ASSIGNED TASK: Repeat exactly the lines below that lie between the line with "pub fn parse(content: &str)" and the line with "impl fmt::Display for", counting both of those lines as part of the answer.

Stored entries
=-=-=-=-=

//! Parsing and rendering of task documents.
//!
//! The rendered form is:
//!
//! ```text
//! ---
//! status: todo
//! parent: 3
//! priority: 2
//! ---
//! # Title
//!
//! body
//! ```
//!
//! `parent` is omitted when absent and `priority` when zero. Rendering and
//! [`Document::parse`] are exact inverses for any document built through
//! [`Document::new`].

use serde::{Deserialize, Serialize};
use std::fmt;

use crate::error::{Error, Result};
use crate::model::{TaskId, TaskStatus};
use crate::validate::{Finding, validate};

const DELIMITER: &str = "---";

/// A parsed task document.
#[derive(Debug, Clone, PartialEq, Eq, Serialize, Deserialize)]
pub struct Document {
    /// Declared workflow status.
    pub status: TaskStatus,
    /// Parent task, if this task is a child.
    pub parent: Option<TaskId>,
    /// Scheduling priority; higher runs first among equals.
    pub priority: i64,
    /// Single-line title.
    pub title: String,
    /// Requirement text, trimmed.
    pub body: String,
}

impl Document {
    /// Creates a root document with no body and zero priority.
    ///
    /// Line breaks in `title` are folded into single spaces.
    #[must_use]
    pub fn new(title: &str, status: TaskStatus) -> Self {
        Self {
            status,
            parent: None,
            priority: 0,
            title: normalize_title(title),
            body: String::new(),
        }
    }

    /// Sets the parent task.
    #[must_use]
    pub fn with_parent(mut self, parent: impl Into<Option<TaskId>>) -> Self {
        self.parent = parent.into();
        self
    }

    /// Sets the priority.
    #[must_use]
    pub fn with_priority(mut self, priority: i64) -> Self {
        self.priority = priority;
        self
    }

    /// Sets the body, trimming surrounding whitespace.
    #[must_use]
    pub fn with_body(mut self, body: &str) -> Self {
        self.body = body.trim().to_string();
        self
    }

    /// Parses a document, rejecting it on the first blocking finding.
    ///
    /// An empty body is not blocking.
    ///
    /// # Errors
    ///
    /// Returns [`Error::Invalid`] when the header is missing or malformed,
    /// the status is missing or unknown, the parent is not positive, or the
    /// title line is missing.
    pub fn parse(content: &str) -> Result<Self> {
        let mut report = validate(content);
        if let Some(finding) = report.first_blocking() {
            return Err(Error::Invalid(finding.clone()));
        }
        report
            .take_document()
            .ok_or(Error::Invalid(Finding::MissingTitle))
    }
}

impl fmt::Display for Document {
    fn fmt(&self, f: &mut fmt::Formatter<'_>) -> fmt::Result {
        writeln!(f, "{DELIMITER}")?;
        writeln!(f, "status: {}", self.status)?;
        if let Some(parent) = self.parent {
            writeln!(f, "parent: {parent}")?;
        }
        if self.priority != 0 {
            writeln!(f, "priority: {}", self.priority)?;
        }
        writeln!(f, "{DELIMITER}")?;
        writeln!(f, "# {}", self.title)?;
        if !self.body.is_empty() {
            write!(f, "\n{}\n", self.body)?;
        }
        Ok(())
    }
}

fn normalize_title(title: &str) -> String {
    title
        .lines()
        .map(str::trim)
        .filter(|line| !line.is_empty())
        .collect::<Vec<_>>()
        .join(" ")
}

/// Header fields as written, before validation.
#[derive(Debug, Default, Deserialize)]
pub(crate) struct RawHeader {
    pub(crate) status: Option<String>,
    pub(crate) parent: Option<i64>,
    pub(crate) priority: Option<i64>,
}

/// A structurally split document whose fields are not yet validated.
#[derive(Debug)]
pub(crate) struct RawDocument {
    pub(crate) header: RawHeader,
    pub(crate) title: Option<String>,
    pub(crate) body: String,
}

/// Splits content into header, title and body.
///
/// Fails only on structural problems: a missing opening delimiter, an
/// unterminated header, or YAML that does not parse.
pub(crate) fn split(content: &str) -> std::result::Result<RawDocument, Finding> {
    let mut lines = content.trim().lines();

    match lines.next() {
        Some(first) if first.trim_end() == DELIMITER => {}
        _ => return Err(Finding::MissingHeader),
    }

    let mut yaml = Vec::new();
    let mut closed = false;
    for line in lines.by_ref() {
        if line.trim_end() == DELIMITER {
            closed = true;
            break;
        }
        yaml.push(line);
    }
    if !closed {
        return Err(Finding::UnterminatedHeader);
    }

    let yaml = yaml.join("\n");
    let header = if yaml.trim().is_empty() {
        RawHeader::default()
    } else {
        serde_yaml::from_str::<RawHeader>(&yaml)
            .map_err(|e| Finding::MalformedHeader(e.to_string()))?
    };

    let rest: Vec<&str> = lines.skip_while(|line| line.trim().is_empty()).collect();
    let (title, body_lines) = match rest.split_first() {
        Some((first, tail)) => match title_text(first) {
            Some(title) => (Some(title), tail),
            None => (None, rest.as_slice()),
        },
        None => (None, rest.as_slice()),
    };

    Ok(RawDocument {
        header,
        title,
        body: body_lines.join("\n").trim().to_string(),
    })
}

/// Extracts the text of an H1 line; empty titles count as absent.
fn title_text(line: &str) -> Option<String> {
    let trimmed = line.trim();
    let text = if trimmed == "#" {
        ""
    } else {
        trimmed.strip_prefix("# ")?
    };
    let text = text.trim();
    (!text.is_empty()).then(|| text.to_string())
}
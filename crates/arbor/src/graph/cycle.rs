//! Cycle prevention for dependency edges.

use std::collections::{HashMap, VecDeque};

use tracing::debug;

use super::EdgeSource;
use crate::domain::TaskId;
use crate::error::{Error, Result};

/// Reachability check run before every edge insertion.
///
/// The guard never writes. Callers that insert must run it in the same
/// serializing transaction as the insert.
#[derive(Debug, Clone, Copy)]
pub struct CycleGuard<'a, S: ?Sized> {
    source: &'a S,
}

impl<'a, S: EdgeSource + ?Sized> CycleGuard<'a, S> {
    /// Creates a guard reading edges from `source`.
    pub const fn new(source: &'a S) -> Self {
        Self { source }
    }

    /// Finds the cycle that `from -> to` would close.
    ///
    /// Searches breadth-first from `to` along existing dependencies, visiting
    /// neighbours in ascending id order, for `from`. The returned path starts
    /// and ends at `to`: with `1 -> 2` present, adding `2 -> 1` yields
    /// `[1, 2, 1]`.
    ///
    /// # Errors
    ///
    /// Returns an error if edges cannot be read.
    pub fn would_create_cycle(&self, from: TaskId, to: TaskId) -> Result<Option<Vec<TaskId>>> {
        if from == to {
            return Ok(Some(vec![from, to]));
        }

        let mut came_from: HashMap<TaskId, TaskId> = HashMap::new();
        let mut queue = VecDeque::from([to]);
        came_from.insert(to, to);

        while let Some(current) = queue.pop_front() {
            if current == from {
                let mut path = vec![from];
                let mut node = from;
                while node != to {
                    node = came_from[&node];
                    path.push(node);
                }
                path.reverse();
                path.push(to);
                return Ok(Some(path));
            }
            for next in self.source.dependencies_of(current)? {
                if let std::collections::hash_map::Entry::Vacant(slot) = came_from.entry(next) {
                    slot.insert(current);
                    queue.push_back(next);
                }
            }
        }
        Ok(None)
    }

    /// Validates `from -> to` for insertion.
    ///
    /// # Errors
    ///
    /// Returns [`Error::Conflict`] for a self-loop or an existing edge and
    /// [`Error::Cycle`] if the edge would close a cycle.
    pub fn check(&self, from: TaskId, to: TaskId) -> Result<()> {
        if from == to {
            return Err(Error::Conflict(format!("task #{from} cannot depend on itself")));
        }
        if self.source.has_edge(from, to)? {
            return Err(Error::Conflict(format!("edge #{from} -> #{to} already exists")));
        }
        if let Some(path) = self.would_create_cycle(from, to)? {
            debug!(from = %from, to = %to, ?path, "rejected edge closing a cycle");
            return Err(Error::Cycle { path });
        }
        Ok(())
    }
}
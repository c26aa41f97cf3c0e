//! Arbor CLI - task dependency graph from the command line.
//!
//! Tasks live as Markdown documents under `.arbor/tasks/`; this binary
//! creates and queries them, keeps the derived store in sync and drives
//! planning and execution through the configured delegate.

use std::path::PathBuf;
use std::process::ExitCode;

use arbor::TraversalKind;
use clap::{Parser, Subcommand};
use colored::Colorize;
use tracing_subscriber::EnvFilter;

mod cli;

use cli::OutputMode;
use cli::edge::EdgeCommand;
use cli::task::TaskCommand;

/// Arbor: task dependency graph with document reconciliation.
#[derive(Parser)]
#[command(name = "arbor")]
#[command(version, about, long_about = None)]
#[command(propagate_version = true)]
struct Cli {
    /// Run as if started in this directory
    #[arg(short = 'C', long = "dir", global = true)]
    dir: Option<PathBuf>,

    /// Verbose output (can be repeated: -v, -vv, -vvv)
    #[arg(short, long, action = clap::ArgAction::Count, global = true)]
    verbose: u8,

    /// Output in JSON format for programmatic use
    #[arg(long, global = true)]
    json: bool,

    #[command(subcommand)]
    command: Commands,
}

#[derive(Subcommand)]
enum Commands {
    /// Create `.arbor/` in the current directory
    Init,

    /// Create, inspect and change tasks
    #[command(subcommand)]
    Task(TaskCommand),

    /// Manage dependency edges
    #[command(subcommand)]
    Edge(EdgeCommand),

    /// Bring the store in line with the task documents
    Sync,

    /// Recreate the store's task table from the documents
    Rebuild {
        /// Confirm that store-only state may be discarded
        #[arg(long)]
        yes: bool,
    },

    /// Show the next task ready to run
    Next,

    /// List all tasks with dependencies first
    Order,

    /// Detect dependency cycles in the store
    Cycles,

    /// Show task and edge counts
    Stats,

    /// Print the task tree with dependencies
    Map,

    /// Run every executable task
    Run {
        /// Tasks executed at once (overrides the configuration)
        #[arg(short, long)]
        parallel: Option<usize>,
    },

    /// Plan every pending task
    Plan {
        /// Tasks planned at once (overrides the configuration)
        #[arg(short, long)]
        parallel: Option<usize>,
    },

    /// Plan until nothing is left to plan, then run
    Cycle {
        /// Tasks handled at once (overrides the configuration)
        #[arg(short, long)]
        parallel: Option<usize>,
    },
}

fn main() -> ExitCode {
    let cli = Cli::parse();

    let filter = match cli.verbose {
        0 => "warn",
        1 => "info",
        2 => "debug",
        _ => "trace",
    };

    tracing_subscriber::fmt()
        .with_env_filter(
            EnvFilter::try_from_default_env().unwrap_or_else(|_| EnvFilter::new(filter)),
        )
        .with_writer(std::io::stderr)
        .with_target(false)
        .init();

    let dir = match cli.dir {
        Some(d) => d,
        None => match std::env::current_dir() {
            Ok(dir) => dir,
            Err(e) => {
                eprintln!(
                    "{}: failed to get current directory: {e}",
                    "error".red().bold()
                );
                return ExitCode::FAILURE;
            }
        },
    };

    let mode = if cli.json {
        OutputMode::Json
    } else {
        OutputMode::Text
    };

    let result = match cli.command {
        Commands::Init => cli::init::run(&dir, mode),
        Commands::Task(command) => cli::task::run(&dir, command, mode),
        Commands::Edge(command) => cli::edge::run(&dir, command, mode),
        Commands::Sync => cli::reconcile::sync(&dir, mode),
        Commands::Rebuild { yes } => cli::reconcile::rebuild(&dir, yes, mode),
        Commands::Next => cli::report::next(&dir, mode),
        Commands::Order => cli::report::order(&dir, mode),
        Commands::Cycles => cli::report::cycles(&dir, mode),
        Commands::Stats => cli::report::stats(&dir, mode),
        Commands::Map => cli::report::map(&dir, mode),
        Commands::Run { parallel } => cli::traverse::run(&dir, TraversalKind::Run, parallel, mode),
        Commands::Plan { parallel } => cli::traverse::run(&dir, TraversalKind::Plan, parallel, mode),
        Commands::Cycle { parallel } => {
            cli::traverse::run(&dir, TraversalKind::Cycle, parallel, mode)
        }
    };

    match result {
        Ok(()) => ExitCode::SUCCESS,
        Err(e) => {
            eprintln!("{}: {e}", "error".red().bold());
            for cause in e.chain().skip(1) {
                eprintln!("  {}: {cause}", "caused by".dimmed());
            }
            ExitCode::FAILURE
        }
    }
}
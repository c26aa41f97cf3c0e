//! Task CRUD operations for the graph store.
//!
//! Free functions take a plain `&Connection` so reconciliation can run them
//! inside its own transaction; the `GraphStore` methods wrap them with
//! locking and a transaction of their own.

use std::collections::BTreeMap;

use rusqlite::types::Value;
use rusqlite::{Connection, OptionalExtension, TransactionBehavior, params, params_from_iter};
use tracing::{debug, info};

use super::GraphStore;
use super::helpers::{TASK_COLUMNS, now_text, parse_status, row_to_task};
use crate::domain::{
    ParentFilter, RelatedTask, Relation, Stats, Task, TaskFilter, TaskId, TaskRecord, TaskStatus,
};
use crate::error::{Error, Result};
use crate::pagination::{Page, PageRequest};
use crate::state::StateMachine;
use crate::state::derived::recompute;

/// Inserts a row from document fields. Derived fields start as a leaf at
/// depth 0; callers recompute them afterwards.
pub(crate) fn insert_row(conn: &Connection, record: &TaskRecord, now: &str) -> rusqlite::Result<()> {
    conn.execute(
        "INSERT INTO tasks (id, parent_id, title, status, priority, is_leaf, depth, created_at, updated_at)
         VALUES (?1, ?2, ?3, ?4, ?5, 1, 0, ?6, ?6)",
        params![
            record.id.get(),
            record.parent.map(TaskId::get),
            record.title,
            record.status.as_str(),
            record.priority,
            now,
        ],
    )?;
    Ok(())
}

/// Overwrites the document-backed fields of a row.
///
/// Returns `false` if no row has the record's id.
pub(crate) fn update_row(conn: &Connection, record: &TaskRecord, now: &str) -> rusqlite::Result<bool> {
    let changed = conn.execute(
        "UPDATE tasks SET parent_id = ?2, title = ?3, status = ?4, priority = ?5, updated_at = ?6
         WHERE id = ?1",
        params![
            record.id.get(),
            record.parent.map(TaskId::get),
            record.title,
            record.status.as_str(),
            record.priority,
            now,
        ],
    )?;
    Ok(changed > 0)
}

/// Deletes a row; edges go with it through the cascade.
pub(crate) fn delete_row(conn: &Connection, id: TaskId) -> rusqlite::Result<bool> {
    let changed = conn.execute("DELETE FROM tasks WHERE id = ?1", [id.get()])?;
    Ok(changed > 0)
}

pub(crate) fn load_task(conn: &Connection, id: TaskId) -> rusqlite::Result<Option<Task>> {
    conn.query_row(
        &format!("SELECT {TASK_COLUMNS} FROM tasks WHERE id = ?1"),
        [id.get()],
        row_to_task,
    )
    .optional()
}

pub(crate) fn load_all_tasks(conn: &Connection) -> rusqlite::Result<Vec<Task>> {
    let mut stmt = conn.prepare(&format!("SELECT {TASK_COLUMNS} FROM tasks ORDER BY id"))?;
    stmt.query_map([], row_to_task)?
        .collect::<std::result::Result<Vec<_>, _>>()
}

fn load_children(conn: &Connection, id: TaskId) -> rusqlite::Result<Vec<Task>> {
    let mut stmt = conn.prepare(&format!(
        "SELECT {TASK_COLUMNS} FROM tasks WHERE parent_id = ?1 ORDER BY id"
    ))?;
    stmt.query_map([id.get()], row_to_task)?
        .collect::<std::result::Result<Vec<_>, _>>()
}

fn set_status_row(conn: &Connection, id: TaskId, status: TaskStatus, now: &str) -> rusqlite::Result<()> {
    conn.execute(
        "UPDATE tasks SET status = ?2, updated_at = ?3 WHERE id = ?1",
        params![id.get(), status.as_str(), now],
    )?;
    Ok(())
}

/// Points the id sequence at the highest id in the table.
pub(crate) fn reset_sequence(conn: &Connection) -> rusqlite::Result<()> {
    conn.execute("DELETE FROM sqlite_sequence WHERE name = 'tasks'", [])?;
    conn.execute(
        "INSERT INTO sqlite_sequence (name, seq) SELECT 'tasks', COALESCE(MAX(id), 0) FROM tasks",
        [],
    )?;
    Ok(())
}

/// Builds the WHERE clause and bound values for a filter.
fn filter_clause(filter: &TaskFilter) -> (String, Vec<Value>) {
    let mut clauses = Vec::new();
    let mut values = Vec::new();

    if let Some(status) = filter.status {
        values.push(Value::Text(status.as_str().to_string()));
        clauses.push(format!("status = ?{}", values.len()));
    }
    match filter.parent {
        Some(ParentFilter::Root) => clauses.push("parent_id IS NULL".to_string()),
        Some(ParentFilter::Child(parent)) => {
            values.push(Value::Integer(parent.get()));
            clauses.push(format!("parent_id = ?{}", values.len()));
        }
        None => {}
    }
    if filter.leaf_only {
        clauses.push("is_leaf = 1".to_string());
    }

    let clause = if clauses.is_empty() {
        String::new()
    } else {
        format!(" WHERE {}", clauses.join(" AND "))
    };
    (clause, values)
}

/// Result of inserting a task.
#[derive(Debug, Clone, PartialEq, Eq)]
pub struct Insertion {
    /// The inserted row.
    pub task: Task,
    /// Status the parent had before this insert split it. `None` when the
    /// parent was already split or there is no parent.
    pub parent_split_from: Option<TaskStatus>,
}

/// Result of deleting a task.
#[derive(Debug, Clone, PartialEq, Eq)]
pub struct Removal {
    /// The deleted row.
    pub task: Task,
    /// New status of the former parent, when the last-child policy changed it.
    pub parent_status: Option<TaskStatus>,
}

=-=-=-=-=

ANSWER SECTION:
    pub fn parse(content: &str) -> Result<Self> {
        let mut report = validate(content);
        if let Some(finding) = report.first_blocking() {
            return Err(Error::Invalid(finding.clone()));
        }
        report
            .take_document()
            .ok_or(Error::Invalid(Finding::MissingTitle))
    }
}

impl fmt::Display for Document {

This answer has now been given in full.